# Help Desk - Easy

## Scenario
A software company has been successful in selling its products to a number of customer organisations, and there is now a high demand for technical support. There is already a system in place for logging support calls taken over the telephone and assigning them to engineers, but it is based on a series of spreadsheets. With the growing volume of data, using the spreadsheet system is becoming slow, and there is a significant risk that errors will be made.
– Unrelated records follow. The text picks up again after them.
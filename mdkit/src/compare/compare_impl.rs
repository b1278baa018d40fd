use std::fmt;

use md_parsers::{
    ParameterMapping,
    ParamValue,
    Tensor,
};
use shared::{
    numeric_methods::{mean, median_lower},
    shape_str,
};


#[derive(Clone, Debug, PartialEq)]
pub enum KeyComparison {
    /// Tensors with zero difference, or scalars that are equal.
    Identical,

    /// Tensors whose differences do not exceed the tolerance, but are not all zero.
    WithinTolerance { max_diff: f64, mean_diff: f64 },

    Differ { max_diff: f64, mean_diff: f64, nan_count: usize },

    ShapeMismatch { lhs: Vec<usize>, rhs: Vec<usize> },

    /// Both scalars, but different.
    ValueMismatch,

    /// One tensor and one scalar.
    TypeMismatch { lhs: String, rhs: String },
}


impl KeyComparison {
    pub fn is_identical(&self) -> bool {
        matches!(self, KeyComparison::Identical | KeyComparison::WithinTolerance { .. })
    }
}


#[derive(Clone, Debug, PartialEq)]
pub struct KeyReport {
    pub key:        String,
    pub is_tensor:  bool,
    pub comparison: KeyComparison,
}


impl fmt::Display for KeyReport {
    fn fmt(&self, f: &mut fmt::Formatter<'_>) -> fmt::Result {
        use KeyComparison::*;

        match &self.comparison {
            Identical if self.is_tensor => write!(f, "✓ {:50} | IDENTICAL", self.key),
            Identical => write!(f, "✓ {}: IDENTICAL", self.key),
            WithinTolerance { max_diff, mean_diff } =>
                write!(f, "≈ {:50} | max_diff: {:.6e} | mean_diff: {:.6e}", self.key, max_diff, mean_diff),
            Differ { max_diff, mean_diff, nan_count: 0 } =>
                write!(f, "  {:50} | max_diff: {:.6e} | mean_diff: {:.6e}", self.key, max_diff, mean_diff),
            Differ { max_diff, mean_diff, nan_count } =>
                write!(f, "  {:50} | max_diff: {:.6e} | mean_diff: {:.6e} | NaN: {}", self.key, max_diff, mean_diff, nan_count),
            ShapeMismatch { lhs, rhs } =>
                write!(f, "✗ {}: Different shapes {} vs {}", self.key, shape_str(lhs), shape_str(rhs)),
            ValueMismatch => write!(f, "✗ {}: Different values", self.key),
            TypeMismatch { lhs, rhs } =>
                write!(f, "✗ {}: Different value types, {} vs {}", self.key, lhs, rhs),
        }
    }
}


/// Result of comparing two mappings with the same keys.
#[derive(Clone, Debug, PartialEq)]
pub struct CompareReport {
    pub tolerance:    f64,
    pub keys:         Vec<KeyReport>,

    /// Number of elements of all shape-matching tensors.
    pub total_params: usize,

    /// Statistics of the absolute difference over all shape-matching tensors, NaN excluded.
    pub max_diff:     f64,
    pub mean_diff:    Option<f64>,
    pub median_diff:  Option<f64>,
}


impl CompareReport {
    pub fn is_identical(&self) -> bool {
        self.keys.iter().all(|k| k.comparison.is_identical())
    }

    pub fn ndiffering(&self) -> usize {
        self.keys.iter().filter(|k| !k.comparison.is_identical()).count()
    }
}


impl fmt::Display for CompareReport {
    fn fmt(&self, f: &mut fmt::Formatter<'_>) -> fmt::Result {
        writeln!(f, "{}", "-".repeat(80))?;
        for k in self.keys.iter() {
            writeln!(f, "{}", k)?;
        }
        writeln!(f, "{}", "-".repeat(80))?;
        write!(f, "Total parameters: {}", self.total_params)?;

        if !self.is_identical() {
            writeln!(f)?;
            write!(f, "Maximum absolute difference: {:.6e}", self.max_diff)?;
            if let Some(m) = self.mean_diff {
                write!(f, "\nMean absolute difference: {:.6e}", m)?;
            }
            if let Some(m) = self.median_diff {
                write!(f, "\nMedian absolute difference: {:.6e}", m)?;
            }
        }
        Ok(())
    }
}


#[derive(Clone, Debug, PartialEq)]
pub enum CompareOutcome {
    /// The key sets differ, values were not compared.
    KeyMismatch {
        only_in_first:  Vec<String>,
        only_in_second: Vec<String>,
    },
    Compared(CompareReport),
}


impl CompareOutcome {
    pub fn is_identical(&self) -> bool {
        match self {
            CompareOutcome::KeyMismatch { .. } => false,
            CompareOutcome::Compared(r) => r.is_identical(),
        }
    }
}


fn value_type(v: &ParamValue) -> String {
    match v {
        ParamValue::Tensor(t) => format!("tensor{}", shape_str(&t.shape)),
        ParamValue::Scalar(_) => String::from("scalar"),
    }
}


/// Absolute differences of two equally shaped tensors, with NaN entries removed, and the
/// number of removed entries.
fn abs_diff(lhs: &Tensor, rhs: &Tensor) -> (Vec<f64>, usize) {
    let mut nan_count = 0;
    let diffs = lhs.data.iter()
        .zip(rhs.data.iter())
        .map(|(a, b)| (a - b).abs())
        .filter(|d| {
            let nan = d.is_nan();
            if nan { nan_count += 1; }
            !nan
        })
        .collect::<Vec<_>>();
    (diffs, nan_count)
}


fn compare_tensors(lhs: &Tensor, rhs: &Tensor, tolerance: f64) -> (KeyComparison, Vec<f64>) {
    let (diffs, nan_count) = abs_diff(lhs, rhs);
    let max_diff = diffs.iter().cloned().fold(0.0f64, f64::max);
    let mean_diff = if diffs.is_empty() { 0.0 } else { mean(&diffs) };

    let comparison = if nan_count > 0 || max_diff > tolerance {
        KeyComparison::Differ { max_diff, mean_diff, nan_count }
    } else if max_diff > 0.0 {
        KeyComparison::WithinTolerance { max_diff, mean_diff }
    } else {
        KeyComparison::Identical
    };

    (comparison, diffs)
}


/// Compare `first` and `second` key by key.
///
/// Two tensors are identical when no absolute difference exceeds `tolerance`; with
/// `tolerance == 0.0` this is exact equality. Any NaN difference makes the tensors differ.
pub fn compare_checkpoints(first: &ParameterMapping, second: &ParameterMapping, tolerance: f64) -> CompareOutcome {
    let only_in_first = first.keys()
        .filter(|k| second.get(k).is_none())
        .cloned()
        .collect::<Vec<_>>();
    let only_in_second = second.keys()
        .filter(|k| first.get(k).is_none())
        .cloned()
        .collect::<Vec<_>>();

    if !only_in_first.is_empty() || !only_in_second.is_empty() {
        return CompareOutcome::KeyMismatch { only_in_first, only_in_second };
    }

    let mut keys = Vec::with_capacity(first.len());
    let mut all_diffs = vec![];
    let mut total_params = 0usize;
    let mut max_diff = 0.0f64;

    for (key, lhs) in first.params.iter() {
        let rhs = match second.get(key) {
            Some(v) => v,
            None => continue,
        };

        let (is_tensor, comparison) = match (lhs, rhs) {
            (ParamValue::Tensor(a), ParamValue::Tensor(b)) => {
                if a.shape != b.shape {
                    (true, KeyComparison::ShapeMismatch { lhs: a.shape.clone(), rhs: b.shape.clone() })
                } else {
                    let (comparison, diffs) = compare_tensors(a, b, tolerance);
                    total_params += a.numel();
                    max_diff = diffs.iter().cloned().fold(max_diff, f64::max);
                    all_diffs.extend(diffs);
                    (true, comparison)
                }
            },
            (ParamValue::Scalar(a), ParamValue::Scalar(b)) => {
                if a == b {
                    (false, KeyComparison::Identical)
                } else {
                    (false, KeyComparison::ValueMismatch)
                }
            },
            (a, b) => (false, KeyComparison::TypeMismatch { lhs: value_type(a), rhs: value_type(b) }),
        };

        keys.push(KeyReport { key: key.clone(), is_tensor, comparison });
    }

    let mean_diff = if all_diffs.is_empty() { None } else { Some(mean(&all_diffs)) };
    let median_diff = median_lower(&all_diffs);

    CompareOutcome::Compared(CompareReport {
        tolerance,
        keys,
        total_params,
        max_diff,
        mean_diff,
        median_diff,
    })
}


#[cfg(test)]
mod tests {
    use super::*;

    fn tensor(shape: Vec<usize>, data: Vec<f64>) -> ParamValue {
        ParamValue::Tensor(Tensor::new(shape, data).unwrap())
    }

    fn mapping(w: Vec<f64>) -> ParameterMapping {
        [
            ("encoder.weight".to_string(), tensor(vec![2, 3], w)),
            ("encoder.bias".to_string(),   tensor(vec![3], vec![0.1, 0.2, 0.3])),
            ("epoch".to_string(),          ParamValue::Scalar("100".into())),
        ].into_iter().collect()
    }

    fn report(outcome: CompareOutcome) -> CompareReport {
        match outcome {
            CompareOutcome::Compared(r) => r,
            other => panic!("expected a value comparison, got {:?}", other),
        }
    }

    #[test]
    fn test_identical() {
        let a = mapping(vec![1.0, 2.0, 3.0, 4.0, 5.0, 6.0]);
        let outcome = compare_checkpoints(&a, &a.clone(), 0.0);
        assert!(outcome.is_identical());

        let r = report(outcome);
        assert_eq!(r.max_diff, 0.0);
        assert_eq!(r.total_params, 9);
        assert_eq!(r.keys.len(), 3);
        assert!(r.keys.iter().all(|k| k.comparison == KeyComparison::Identical));
    }

    #[test]
    fn test_single_value_differs() {
        let delta = 0.125;
        let a = mapping(vec![1.0, 2.0, 3.0, 4.0, 5.0, 6.0]);
        let b = mapping(vec![1.0, 2.0, 3.0 + delta, 4.0, 5.0, 6.0]);

        let outcome = compare_checkpoints(&a, &b, 0.0);
        assert!(!outcome.is_identical());

        let r = report(outcome);
        assert_eq!(r.max_diff, delta);
        assert_eq!(r.ndiffering(), 1);
        assert_eq!(r.median_diff, Some(0.0));
        assert!((r.mean_diff.unwrap() - delta / 9.0).abs() < 1e-15);

        let w = r.keys.iter().find(|k| k.key == "encoder.weight").unwrap();
        assert_eq!(w.comparison, KeyComparison::Differ { max_diff: delta, mean_diff: delta / 6.0, nan_count: 0 });
    }

    #[test]
    fn test_single_ulp_is_different() {
        let x = 1.0f64;
        let next = f64::from_bits(x.to_bits() + 1);
        let a = mapping(vec![x; 6]);
        let b = mapping(vec![x, x, x, x, x, next]);
        assert!(!compare_checkpoints(&a, &b, 0.0).is_identical());
        assert!(compare_checkpoints(&a, &b, 1e-12).is_identical());
    }

    #[test]
    fn test_tolerance() {
        let a = mapping(vec![1.0; 6]);
        let b = mapping(vec![1.0, 1.0, 1.0, 1.0, 1.0, 1.001]);

        let r = report(compare_checkpoints(&a, &b, 0.01));
        assert!(r.is_identical());
        let w = r.keys.iter().find(|k| k.key == "encoder.weight").unwrap();
        assert!(matches!(w.comparison, KeyComparison::WithinTolerance { .. }));

        assert!(!compare_checkpoints(&a, &b, 1e-4).is_identical());
    }

    #[test]
    fn test_key_mismatch() {
        let a = mapping(vec![1.0; 6]);
        let mut b = a.clone();
        b.params.remove("epoch");
        b.params.insert("step".into(), ParamValue::Scalar("7".into()));
        b.params.insert("decoder.bias".into(), tensor(vec![1], vec![0.0]));

        let outcome = compare_checkpoints(&a, &b, 0.0);
        assert_eq!(outcome, CompareOutcome::KeyMismatch {
            only_in_first:  vec!["epoch".into()],
            only_in_second: vec!["decoder.bias".into(), "step".into()],
        });
        assert!(!outcome.is_identical());
    }

    #[test]
    fn test_shape_mismatch_continues() {
        let a = mapping(vec![1.0; 6]);
        let mut b = mapping(vec![1.0; 6]);
        b.params.insert("encoder.bias".into(), tensor(vec![1, 3], vec![0.1, 0.2, 0.3]));
        b.params.insert("epoch".into(), ParamValue::Scalar("101".into()));

        let r = report(compare_checkpoints(&a, &b, 0.0));
        assert_eq!(r.keys.len(), 3);
        assert_eq!(r.ndiffering(), 2);
        assert_eq!(r.total_params, 6);
        assert_eq!(r.max_diff, 0.0);

        let bias = r.keys.iter().find(|k| k.key == "encoder.bias").unwrap();
        assert_eq!(bias.comparison, KeyComparison::ShapeMismatch { lhs: vec![3], rhs: vec![1, 3] });
        assert_eq!(bias.to_string(), "✗ encoder.bias: Different shapes (3,) vs (1, 3)");

        let epoch = r.keys.iter().find(|k| k.key == "epoch").unwrap();
        assert_eq!(epoch.comparison, KeyComparison::ValueMismatch);
    }

    #[test]
    fn test_type_mismatch_and_nan() {
        let a = mapping(vec![1.0; 6]);
        let mut b = mapping(vec![1.0, f64::NAN, 1.0, 1.0, 1.0, 1.0]);
        b.params.insert("epoch".into(), tensor(vec![1], vec![100.0]));

        let r = report(compare_checkpoints(&a, &b, 0.5));
        let w = r.keys.iter().find(|k| k.key == "encoder.weight").unwrap();
        assert_eq!(w.comparison, KeyComparison::Differ { max_diff: 0.0, mean_diff: 0.0, nan_count: 1 });
        assert_eq!(r.total_params, 9);

        let epoch = r.keys.iter().find(|k| k.key == "epoch").unwrap();
        assert!(matches!(epoch.comparison, KeyComparison::TypeMismatch { .. }));
        assert!(!r.is_identical());
    }
}
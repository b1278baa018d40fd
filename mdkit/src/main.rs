use shared::{
    Result,
    info,
};

use mdkit::cli::run;

fn main() -> Result<()> {
    let now = std::time::Instant::now();

    run()?;

    info!("Time used: {:?}", now.elapsed());
    Ok(())
}
use std::convert::Infallible;
use std::fs;
use std::path::Path;
use std::str::FromStr;

use shared::{
    log,
    Context,
    Result,
};

use crate::elements::atomic_number_from_name;


#[derive(Clone, Debug, PartialEq, Eq)]
pub struct AtomRecord {
    pub index:         String,
    pub resid:         String,
    pub resname:       String,
    pub name:          String,
    pub atomic_number: u8,
}


/// Atom index file listing one atom per line: `index resid resname atomname`.
///
/// Blank lines and lines starting with `#` are skipped, as are lines with less than four columns.
#[derive(Clone, Debug, PartialEq, Eq)]
pub struct AtomIndex {
    pub atoms: Vec<AtomRecord>,
}


impl AtomIndex {
    pub fn from_file<P>(path: P) -> Result<Self>
    where P: AsRef<Path> {
        let path = path.as_ref();
        let txt = fs::read_to_string(path)
            .with_context(|| format!("Failed to read atom index file {:?}.", path))?;
        Ok(Self::parse_lines(&txt))
    }

    fn parse_lines(txt: &str) -> Self {
        let atoms = txt.lines()
            .enumerate()
            .filter_map(|(iline, line)| {
                let line = line.trim();
                if line.is_empty() || line.starts_with('#') {
                    return None;
                }

                let parts = line.split_whitespace().collect::<Vec<_>>();
                if parts.len() < 4 {
                    log::debug!("Skipping line {} of atom index: {:?}", iline + 1, line);
                    return None;
                }

                Some(AtomRecord {
                    index:         parts[0].to_string(),
                    resid:         parts[1].to_string(),
                    resname:       parts[2].to_string(),
                    name:          parts[3].to_string(),
                    atomic_number: atomic_number_from_name(parts[3]),
                })
            })
            .collect();

        Self { atoms }
    }

    pub fn len(&self) -> usize { self.atoms.len() }
    pub fn is_empty(&self) -> bool { self.atoms.is_empty() }

    pub fn atomic_numbers(&self) -> Vec<u8> {
        self.atoms.iter().map(|a| a.atomic_number).collect()
    }
}


/// Malformed lines are skipped, parsing never fails.
impl FromStr for AtomIndex {
    type Err = Infallible;

    fn from_str(txt: &str) -> Result<Self, Self::Err> {
        Ok(Self::parse_lines(txt))
    }
}
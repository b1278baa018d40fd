pub mod atom_index;
pub mod checkpoint;
pub mod elements;
pub mod npz;
pub mod samples;
pub mod xyz;

pub use atom_index::{
    AtomIndex,
    AtomRecord,
};
pub use checkpoint::{
    ParameterMapping,
    ParamValue,
    Tensor,
};
pub use npz::MdDataset;
pub use samples::{
    Samples,
    TrajectoryBatch,
};
pub use xyz::XyzLayout;
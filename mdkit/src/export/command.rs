use std::path::PathBuf;

use clap::Parser;
use colored::Colorize;
use md_parsers::Samples;
use shared::{
    log,
    bail,
    ensure_dir,
    Result,
};
use crate::OptProcess;
use crate::logging::logger_redirect;
use crate::export::{
    export_samples,
    load_atom_types,
    ExportOptions,
};


#[derive(Debug, Parser)]
/// Export ground truth and sampled trajectories to XYZ files.
///
/// Every molecule of every batch is written twice, once under `ground_truth/` and once under
/// `sampled/`. Element symbols are taken from the `z` field of the dataset archive.
pub struct ExportCommand {
    /// Samples file (HDF5) holding groups `batch_0`, `batch_1`, ...
    samples: PathBuf,

    #[arg(short='o', long, default_value="xyz_valid")]
    /// Output directory.
    output_dir: PathBuf,

    #[arg(long, default_value="data/md17/md17_aspirin.npz")]
    /// Dataset archive providing the atomic numbers `z`.
    npz_path: PathBuf,

    #[arg(short='n', long)]
    /// Maximum number of trajectories to export. All of them are exported if omitted.
    max_traj: Option<usize>,

    #[arg(long, default_value="Aspirin MD17")]
    /// Label put in front of the comment line of each frame.
    label: String,
}


impl OptProcess for ExportCommand {
    fn process(&self) -> Result<()> {
        if !self.npz_path.is_file() {
            bail!("NPZ file not found: {:?}", self.npz_path);
        }

        ensure_dir(&self.output_dir)?;
        logger_redirect(&self.output_dir)?;

        let atom_types = load_atom_types(&self.npz_path)?;

        log::info!("Loading samples from {:?} ...", self.samples);
        let samples = Samples::from_h5(&self.samples)?;
        log::info!("Found {} batches", samples.len());

        let opts = ExportOptions {
            output_dir: self.output_dir.clone(),
            max_traj:   self.max_traj,
            label:      self.label.clone(),
        };
        let summary = export_samples(&samples, &atom_types, &opts)?;

        let msg = format!("Exported {} trajectories to {:?}", summary.written, self.output_dir);
        if summary.warnings.is_empty() {
            log::info!("{}", msg.green().bold());
        } else {
            log::warn!("{} ({} skipped)", msg.yellow().bold(), summary.warnings.len());
        }
        Ok(())
    }
}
![rel](https://sqlzoo.net/w/images/3/38/Helpdesk.png)

In [1]:
import findspark
import pandas as pd
findspark.init()

SVR = '192.168.31.31'
from pyspark.sql import SparkSession
from pyspark.sql.functions import *

sc = (SparkSession.builder.appName('app12-1') 
      .master(f'spark://{SVR}:7077') 
      .config('spark.sql.warehouse.dir', f'hdfs://{SVR}:9000/user/hive/warehouse') 
      .config('spark.cores.max', '4') 
      .config('spark.executor.instances', '1') 
      .config('spark.executor.cores', '2') 
      .config('spark.executor.memory', '10g') 
      .enableHiveSupport().getOrCreate())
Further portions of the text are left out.